[[ SUPPLIED INFORMATION open ]]

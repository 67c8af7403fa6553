use crate::error::{Warning, WarningKind};
use crate::parser::utils::exact_u32;

/// Content-Length, Max-Forwards, Max-Breadth, RSeq, Expires, Min-Expires
///
/// `None` with a warning when the value is not a plain decimal number.
pub fn parse_integer(buf: &[u8], start: usize, end: usize, warnings: &mut Vec<Warning>) -> Option<u32> {
    let end = end.min(buf.len());
    let value = exact_u32(&buf[start.min(end)..end]);
    if value.is_none() {
        warnings.push(Warning::new(WarningKind::MalformedInteger, start..end));
    }
    value
}
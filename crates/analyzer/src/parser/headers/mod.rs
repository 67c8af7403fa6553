//! Header field parsing
//!
//! A logical header line is split at its first colon, the name is resolved
//! to a [`HeaderKind`] and the value is handed to the parser for that kind.
//! Value parsers work on absolute offsets into the message buffer and never
//! look past the end of the line they were given.

pub mod access_network_info;
pub mod address;
pub mod auth;
pub mod contact;
pub mod content_type;
pub mod cseq;
pub mod numeric;
pub mod reason;
pub mod route;
pub mod security;
pub mod session_id;
pub mod via;

use crate::config::AnalyzerConfig;
use crate::error::{Warning, WarningKind};
use crate::parser::utils::{find_byte, skip_wsp, text, trim_wsp_end};
use crate::types::{HeaderField, HeaderKind, HeaderName, HeaderValue};
use std::ops::Range;
use tracing::trace;

pub use access_network_info::parse_access_network_info;
pub use address::parse_address;
pub use auth::parse_auth;
pub use contact::parse_contact;
pub use content_type::parse_content_type;
pub use cseq::{parse_cseq, parse_rack};
pub use numeric::parse_integer;
pub use reason::parse_reason;
pub use route::parse_uri_list;
pub use security::parse_security_mechanisms;
pub use session_id::parse_session_id;
pub use via::parse_via;

/// Parse one logical header line.
///
/// Returns `None` when the line has no colon; the caller records the
/// warning against the message.
pub fn parse_header_line(buf: &[u8], line: Range<usize>, config: &AnalyzerConfig) -> Option<HeaderField> {
    let colon = find_byte(buf, line.start, line.end, b':')?;
    let name_span = line.start..trim_wsp_end(buf, line.start, colon);
    let value_start = skip_wsp(buf, colon + 1, line.end);
    let value_span = value_start..trim_wsp_end(buf, value_start, line.end);

    let raw_name = text(buf, name_span.clone());
    let mut warnings = Vec::new();
    let name = match HeaderKind::resolve(&raw_name) {
        Some(kind) => HeaderName::Known(kind),
        None if config.is_custom_header(&raw_name) => HeaderName::Custom(raw_name.to_ascii_lowercase()),
        None => {
            warnings.push(Warning::new(WarningKind::UnrecognizedHeader, name_span.clone()));
            HeaderName::Unknown(raw_name.to_ascii_lowercase())
        }
    };

    let value = match name.kind() {
        Some(kind) => parse_header_value(kind, buf, value_span.clone(), config, &mut warnings),
        None => HeaderValue::Opaque,
    };
    trace!(header = %name, value = ?value, "parsed header");

    Some(HeaderField {
        name,
        line_span: line,
        name_span,
        value_span,
        value,
        warnings,
    })
}

/// Dispatch a header value to the parser for its kind
pub fn parse_header_value(
    kind: HeaderKind,
    buf: &[u8],
    value: Range<usize>,
    config: &AnalyzerConfig,
    warnings: &mut Vec<Warning>,
) -> HeaderValue {
    let (start, end) = (value.start, value.end);
    let parsed = match kind {
        HeaderKind::CallId => Some(HeaderValue::CallId(text(buf, value))),
        HeaderKind::CSeq => {
            parse_cseq(buf, start, end, config.max_cseq_method_len, warnings).map(HeaderValue::CSeq)
        }
        HeaderKind::RAck => parse_rack(buf, start, end, warnings).map(HeaderValue::RAck),
        HeaderKind::To
        | HeaderKind::From
        | HeaderKind::PAssertedIdentity
        | HeaderKind::PPreferredIdentity => parse_address(buf, start, end).map(HeaderValue::Address),
        HeaderKind::Contact => Some(HeaderValue::Contact(parse_contact(buf, start, end, warnings))),
        HeaderKind::Via => Some(HeaderValue::Via(parse_via(buf, start, end, warnings))),
        HeaderKind::ContentLength
        | HeaderKind::MaxForwards
        | HeaderKind::MaxBreadth
        | HeaderKind::RSeq
        | HeaderKind::Expires
        | HeaderKind::MinExpires => parse_integer(buf, start, end, warnings).map(HeaderValue::Integer),
        HeaderKind::ContentType => parse_content_type(buf, start, end).map(HeaderValue::ContentType),
        HeaderKind::Reason => parse_reason(buf, start, end).map(HeaderValue::Reason),
        HeaderKind::SessionId => Some(HeaderValue::SessionId(parse_session_id(buf, start, end))),
        HeaderKind::PAccessNetworkInfo => {
            parse_access_network_info(buf, start, end).map(HeaderValue::AccessNetworkInfo)
        }
        kind if kind.is_route_list() => Some(HeaderValue::UriList(parse_uri_list(buf, start, end, warnings))),
        kind if kind.is_auth() => Some(HeaderValue::Auth(parse_auth(
            buf,
            start,
            end,
            kind != HeaderKind::AuthenticationInfo,
            warnings,
        ))),
        kind if kind.is_security_mechanism() => Some(HeaderValue::SecurityMechanisms(
            parse_security_mechanisms(buf, start, end, warnings),
        )),
        _ => None,
    };
    parsed.unwrap_or(HeaderValue::Opaque)
}

#[cfg(test)]
mod tests {
    use super::*;
    use crate::types::UriOffsets;

    fn header(line: &[u8]) -> HeaderField {
        parse_header_line(line, 0..line.len(), &AnalyzerConfig::default()).unwrap()
    }

    #[test]
    fn test_compact_and_full_names() {
        let field = header(b"v: SIP/2.0/UDP host;branch=z9hG4bK1");
        assert_eq!(field.kind(), Some(HeaderKind::Via));
        assert!(matches!(field.value, HeaderValue::Via(ref v) if v.len() == 1));

        let field = header(b"Content-Length : 0");
        assert_eq!(field.kind(), Some(HeaderKind::ContentLength));
        assert_eq!(field.value, HeaderValue::Integer(0));
    }

    #[test]
    fn test_value_span_is_trimmed() {
        let line = b"Subject:   lunch  ";
        let field = header(line);
        assert_eq!(field.raw_value(line), b"lunch");
        assert_eq!(field.value, HeaderValue::Opaque);
    }

    #[test]
    fn test_unknown_header_is_kept() {
        let line = b"X-Custom-Thing: hello";
        let field = header(line);
        assert_eq!(field.name, HeaderName::Unknown("x-custom-thing".to_string()));
        assert_eq!(field.warnings[0].kind, WarningKind::UnrecognizedHeader);
        assert_eq!(field.raw_value(line), b"hello");
    }

    #[test]
    fn test_custom_header_is_not_flagged() {
        let config = AnalyzerConfig::default().with_custom_header("X-Trace-Id");
        let line = b"x-trace-id: 42";
        let field = parse_header_line(line, 0..line.len(), &config).unwrap();
        assert_eq!(field.name, HeaderName::Custom("x-trace-id".to_string()));
        assert!(field.warnings.is_empty());
    }

    #[test]
    fn test_line_without_colon() {
        let line = b"this is not a header";
        assert!(parse_header_line(line, 0..line.len(), &AnalyzerConfig::default()).is_none());
    }

    #[test]
    fn test_malformed_cseq_falls_back_to_opaque() {
        let field = header(b"CSeq: 12");
        assert_eq!(field.value, HeaderValue::Opaque);
        assert_eq!(field.warnings[0].kind, WarningKind::MalformedCSeq);
    }

    #[test]
    fn test_authentication_info_has_no_scheme() {
        let field = header(b"Authentication-Info: nextnonce=\"abc\"");
        match field.value {
            HeaderValue::Auth(auth) => {
                assert!(auth.scheme.is_none());
                assert_eq!(auth.params.len(), 1);
            }
            other => panic!("unexpected value {:?}", other),
        }
    }

    #[test]
    fn test_folded_contact_list() {
        let line = b"Contact: <sip:a@x.com>,\r\n <sip:b@y.com>";
        match header(line).value {
            HeaderValue::Contact(list) => {
                assert_eq!(list.contacts.len(), 2);
                assert!(list.contacts[1].uri.display_name.is_none());
                assert_eq!(UriOffsets::text(line, &list.contacts[1].uri.user), Some("b"));
            }
            other => panic!("unexpected value {:?}", other),
        }
    }

    #[test]
    fn test_value_starting_on_continuation_line() {
        let line = b"From:\r\n \"Alice\" <sip:alice@a.com>;tag=1";
        let field = header(line);
        assert_eq!(field.raw_value(line), b"\"Alice\" <sip:alice@a.com>;tag=1");
        match field.value {
            HeaderValue::Address(address) => {
                assert_eq!(UriOffsets::text(line, &address.uri.display_name), Some("Alice"));
            }
            other => panic!("unexpected value {:?}", other),
        }
    }
}
//! The record-header and event-level types used by [`crate::reader::JazelleReader`]
//! and [`crate::assembler::EventAssembler`]: the file header, the per-record
//! user-level header, the `IJEVHD` event-metadata payload, and the assembled
//! `EventRecord` the assembler yields.

use serde::Serialize;

use crate::banks::{
    PhchrgRecord, PhcridRecord, PhkelidRecord, PhklusRecord, PhktrkRecord, PhpsumRecord,
    PhwicRecord,
};
use crate::binary_parsing::FlexString;

/// The file-level header: the literal `JAZELLE` tag plus bookkeeping fields.
/// Not retained past construction beyond `ibmvax`, which is captured but
/// unused downstream.
#[derive(Debug)]
pub struct FileHeader {
    pub ibmvax: i32,
    pub created: chrono::NaiveDateTime,
    pub modified: chrono::NaiveDateTime,
    pub nmod: i32,
    pub filename: String,
}

/// The 124-byte user-level record header that follows every logical header.
///
/// The source material names 16 `i32` scalar fields, five 8-byte strings,
/// and "two spare words", which sums to 104 named bytes against a
/// documented 124-byte total. The exact intra-record byte offsets and the
/// contents of the remaining 20 bytes aren't pinned down by any surviving
/// reference implementation; this decoder reads the named fields in their
/// documented order and discards the rest as reserved padding.
#[derive(Debug)]
pub struct JazelleRecordHeader {
    pub record_number: i32,
    pub tag1: i32,
    pub tag2: i32,
    pub target: i32,
    pub rectype: FlexString,
    pub flag1: i32,
    pub flag2: i32,
    pub format: FlexString,
    pub context: FlexString,
    pub tocrec: i32,
    pub datrec: i32,
    pub tocsiz: i32,
    pub datsiz: i32,
    pub tocoff1: i32,
    pub tocoff2: i32,
    pub tocoff3: i32,
    pub datoff: i32,
    pub segment: FlexString,
    pub usrnam: FlexString,
    pub usroff: i32,
    pub lr_flags: i32,
}

impl JazelleRecordHeader {
    pub(crate) const SIZE: usize = 124;
    /// Bytes consumed by the 16 named `i32` fields and 5 named 8-byte
    /// strings above; the rest (the source's "two spare words" plus
    /// unaccounted slack) is read and discarded as reserved padding.
    const NAMED_FIELD_BYTES: usize = 16 * 4 + 5 * 8;

    pub(crate) fn reserved_padding_len() -> usize {
        Self::SIZE - Self::NAMED_FIELD_BYTES
    }
}

/// The `IJEVHD` payload: per-event metadata that precedes the MINIDST data
/// record it describes.
#[derive(Debug, Clone, Serialize)]
pub struct EventHeader {
    pub header: i32,
    pub run: i32,
    pub event: i32,
    pub time: chrono::NaiveDateTime,
    pub weight: f32,
    pub event_type: i32,
    pub trigger_mask: i32,
}

impl EventHeader {
    pub(crate) const SIZE: usize = 32;
}

/// One fully assembled event: the flat header fields plus every bank's
/// decoded records.
#[derive(Debug, Clone, Serialize)]
pub struct EventRecord {
    pub header: i32,
    pub run: i32,
    pub event: i32,
    pub time: chrono::NaiveDateTime,
    pub weight: f32,
    pub event_type: i32,
    pub trigger_mask: i32,
    pub particles: Vec<PhpsumRecord>,
    pub tracks: Vec<PhchrgRecord>,
    pub clusters: Vec<PhklusRecord>,
    pub wic: Vec<PhwicRecord>,
    pub crid: Vec<PhcridRecord>,
    pub kelid: Vec<PhkelidRecord>,
    pub ktrk: Vec<PhktrkRecord>,
}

[[ SUPPLIED INFORMATION closed ]]

All that belongs in the answer is the lines from the start of the entries above through the line containing "name is resolved", each given exactly.

repository 67c8af7403fa6553
use crate::error::{Warning, WarningKind};
use crate::parser::utils::exact_u32;

/// Content-Length, Max-Forwards, Max-Breadth, RSeq, Expires, Min-Expires
///
/// `None` with a warning when the value is not a plain decimal number.
pub fn parse_integer(buf: &[u8], start: usize, end: usize, warnings: &mut Vec<Warning>) -> Option<u32> {
    let end = end.min(buf.len());
    let value = exact_u32(&buf[start.min(end)..end]);
    if value.is_none() {
        warnings.push(Warning::new(WarningKind::MalformedInteger, start..end));
    }
    value
}
filename crates/analyzer/src/parser/headers/mod.rs
repository 67c8af7403fa6553
//! Header field parsing
//!
//! A logical header line is split at its first colon, the name is resolved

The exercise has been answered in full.